13
敗北を認めたバルザックを見下ろし、前大王は呆れたように溜息をつくと、背を向けた。
「もう一度言う。お前は終わりだ。今、俺が連絡をすれば、それだけで警備隊がくる」
「ぐっ……」
「……それで、お姫様。どうしますかい?」
急に話を振られ、ライカは虚を突かれたように唖然とする。
しかし、少し迷った後に彼女は頷き、バルザックの前に立った。
「アンタの言い分も、一理あるかもしれない。それに、父さんへの忠義も本物だと信じたい。だから、一度は許してあげるし」
涙を流したことは、良くも悪くも真実を認識したことを示している。だからこそ、彼女は反省することができた。
そして、ライカならば己を省みることができると、善大王はわかっている。
「……恩赦、感謝いたします」
バルザックは、ライカにひれ伏した。おそらく、その行為に初めて誠意を込めたのだろう。
その後、善大王は彼に帰還命令を出した。
ライカの管理者を彼に回す、という手もあったが、最後まで自分でやり遂げたくもあったのだろう。
そして、強い感情の波が及ぼす、ライカ自身の認識世界の歪みを正す為。意図せぬとはいえ、善大王は一度、そこで誤っていた。
「善大王……」
「なんだ?」
共に歩みながら、暗くなりはじめた空を善大王は眺める。
「ありがとう」迷いながら、ライカは言った。
「らしくないな」
「茶化すなし」
「はは、悪い」
軽く答えるが、彼は相も変わらず空を見ている。
「あれで、よかったと思う?」
「俺は上等だと思った。人を切り捨てるだけの奴は、大抵駄目だ」
信頼や忠義、恒久的な労働力、そうした現象を一種のアドバンテージとしてカウントしている──打ち手の思考を持つ──彼は、そう考えていた。
「アタシも、フィアみたいに変われるかな」
ライカは、善大王の手を繋ぐと、彼の顔を見つめる。
しかし、彼は気づいていないような様子で、顔を向きを変えることはなかった。
「フィアみたいに、なんて目指す必要はないだろ? ライカはライカのまま、自分の思うままに善い方向に進んでいけばいいんだ」
「……そう、してみるし」
長い沈黙の末、二人は雷の聖域へと到着した。
入り口で待とうとした善大王の手を強く握り、彼女は無言のままに引っ張る。
「……わかった。ついていく」
柱のようなものが無数に突き刺さる、奇妙な場所。
光の聖域は人工構造物や、虹色の光などこそあれど、ここまで異様ではない。
視線を泳がせると、錆び付いた拳銃や、反り返った片刃の剣などが落ちていることに気づいた。
善大王はすぐに、それが《武潜の宝具》だと察する。
「異世界から転移される工芸品の多くが、ここに召喚されてくるらしいし」
「そうなのか?」
「うん、だから数百万という単位の廃棄物が並んでいるし」
《武潜の宝具》の有用性が知られたのが近年であることからして、それ以前に召喚されたものは全て、使い道すら理解されずに打ち棄てられていたのだろう。
それこそが、あの錆びついた姿。
そんなことを考えたからか、善大王は聖域内に突き刺さっている柱もまた、そうなのではないかと思った。

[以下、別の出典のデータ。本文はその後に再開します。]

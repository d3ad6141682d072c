/*!

This is the long-form manual for `survey_markdown` and `survey-import`.

## The survey dialect

A survey is written as a plain text document. Each line starts with a marker that
tells what the line is. Empty lines and surrounding whitespace are ignored, as well
as any line that does not start with one of the markers below.

| Marker      | Meaning                                                          |
|-------------|------------------------------------------------------------------|
| `# `        | Title of the survey                                              |
| `## `       | Description of the survey                                        |
| `### `      | Multiple choice question, one answer                             |
| `#### `     | Multiple choice question, several answers                        |
| `##### `    | Free text question (optional)                                    |
| `$$$`       | Ranking question, optionally followed by a range such as `1-3`  |
| `□ `        | Option of the question above                                     |

Example:

```text
# Product survey

## Tell us what you think about the new release

### How did you hear about us?
□ Search engine
□ A friend
□ Social media

#### Which features do you use? (several answers)
□ Export
□ Sharing
□ Reports

$$$1-3 Rank your favourite features (up to 3)
□ Speed
□ Design
□ Price

##### Anything else?
```

### Title and description

Only the first `# ` line and the first `## ` line are used. Later ones are skipped.
When the document has none, a default title and description are used. The defaults
can be changed with [`Builder`](crate::builder::Builder) or the `--title` and
`--description` flags of `survey-import`.

### Questions

Questions are numbered in order of appearance, starting at 0. Multiple choice and
ranking questions are required; free text questions are not.

A question collects the `□ ` lines that follow it, until the next question starts.
Option lines that appear before the first question are dropped. Title and
description lines do not end the current question.

### Ranking questions

The `$$$` marker may be directly followed by a range `N-M`, before the first space.
The number after the dash is the maximum number of options the respondent may rank.
When the range is missing or cannot be read, the maximum is 3. An explicit `0` is kept,
and numbers too large to store are capped:

* `$$$ Rank these` allows 3 selections
* `$$$1-5 Rank these` allows 5 selections
* `$$$1-x Rank these` allows 3 selections
* `$$$1-0 Rank these` allows 0 selections

## Import configuration

`survey-import` accepts a JSON configuration with the `--config` flag:

```json
{
  "source": { "filePath": "survey.md" },
  "defaults": { "title": "Untitled survey", "description": "Imported survey" },
  "pointsReward": 10,
  "clientId": "client-1",
  "outputPath": "survey.json"
}
```

All the fields except `source` are optional. Relative paths are read from the
directory that contains the configuration file. Command line flags override the
values of the configuration.

## Output

The output describes the records that are created in the survey backend: one
survey, in the `draft` state, and its questions.

```json
{
  "survey": {
    "id": "survey-00000001",
    "title": "Product survey",
    "description": "Tell us what you think about the new release",
    "points_reward": 10,
    "status": "draft"
  },
  "questions": [
    {
      "survey_id": "survey-00000001",
      "question_text": "How did you hear about us?",
      "question_type": "multiple_choice",
      "options": ["Search engine", "A friend", "Social media"],
      "required": true,
      "order_index": 0,
      "is_multiple_select": false,
      "max_selections": null
    }
  ]
}
```

*/
use crate::import::io_common::is_std_stream;
use crate::import::*;

#[derive(Eq, PartialEq, Debug, Clone, Serialize, Deserialize)]
pub struct MarkdownSource {
    #[serde(rename = "filePath")]
    pub file_path: String,
}

#[derive(Eq, PartialEq, Debug, Clone, Default, Serialize, Deserialize)]
pub struct DefaultsConfig {
    pub title: Option<String>,
    pub description: Option<String>,
}

#[derive(Eq, PartialEq, Debug, Clone, Default, Serialize, Deserialize)]
pub struct ImportConfig {
    pub source: Option<MarkdownSource>,
    pub defaults: Option<DefaultsConfig>,
    #[serde(rename = "pointsReward")]
    pub points_reward: Option<u32>,
    #[serde(rename = "clientId")]
    pub client_id: Option<String>,
    #[serde(rename = "outputPath")]
    pub output_path: Option<String>,
}

impl ImportConfig {
    /// The defaults of the configuration, completed with the built-in ones.
    pub fn survey_defaults(&self) -> SurveyDefaults {
        let builtin = SurveyDefaults::default();
        let defaults = self.defaults.clone().unwrap_or_default();
        SurveyDefaults {
            title: defaults.title.unwrap_or(builtin.title),
            description: defaults.description.unwrap_or(builtin.description),
        }
    }

    /// Makes the relative paths of the configuration relative to the given directory.
    pub fn resolve_paths(self, root: &Path) -> ImportConfig {
        let resolve = |p: String| -> String {
            if is_std_stream(&p) || Path::new(&p).is_absolute() {
                p
            } else {
                root.join(p).display().to_string()
            }
        };
        ImportConfig {
            source: self.source.map(|s| MarkdownSource {
                file_path: resolve(s.file_path),
            }),
            output_path: self.output_path.map(resolve),
            ..self
        }
    }
}

pub fn read_config(path: &str) -> ImportResult<ImportConfig> {
    let contents = fs::read_to_string(path).context(OpeningConfigSnafu { path })?;
    let config: ImportConfig =
        serde_json::from_str(contents.as_str()).context(ParsingConfigSnafu { path })?;
    debug!("read_config: {:?}", config);
    let root = Path::new(path).parent().context(MissingParentDirSnafu { path })?;
    Ok(config.resolve_paths(root))
}

pub fn read_reference(path: &str) -> ImportResult<JSValue> {
    let contents = fs::read_to_string(path).context(OpeningReferenceSnafu { path })?;
    let js: JSValue =
        serde_json::from_str(contents.as_str()).context(ParsingReferenceSnafu { path })?;
    Ok(js)
}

実際、見上げてみると、その先端には十字の部品──ものによっては破損している──が取り付けられている。
「まるで、風車だな……ただ、こんな細い柱じゃ、粉を挽くこともできないな」
「父上を同じことをいってたし……でも、異世界から召喚されたなら何か意味がある、とも言ってたけど」
どうにも、聖域という場所にあるからか、大規模な解析工事は行われていないらしい。言うまでもなく、この場は危険地帯なのだ。
フィアのように気が利かないわけでもなく、ライカは周囲に電撃の結界を張っており、善大王への負担を減らしている。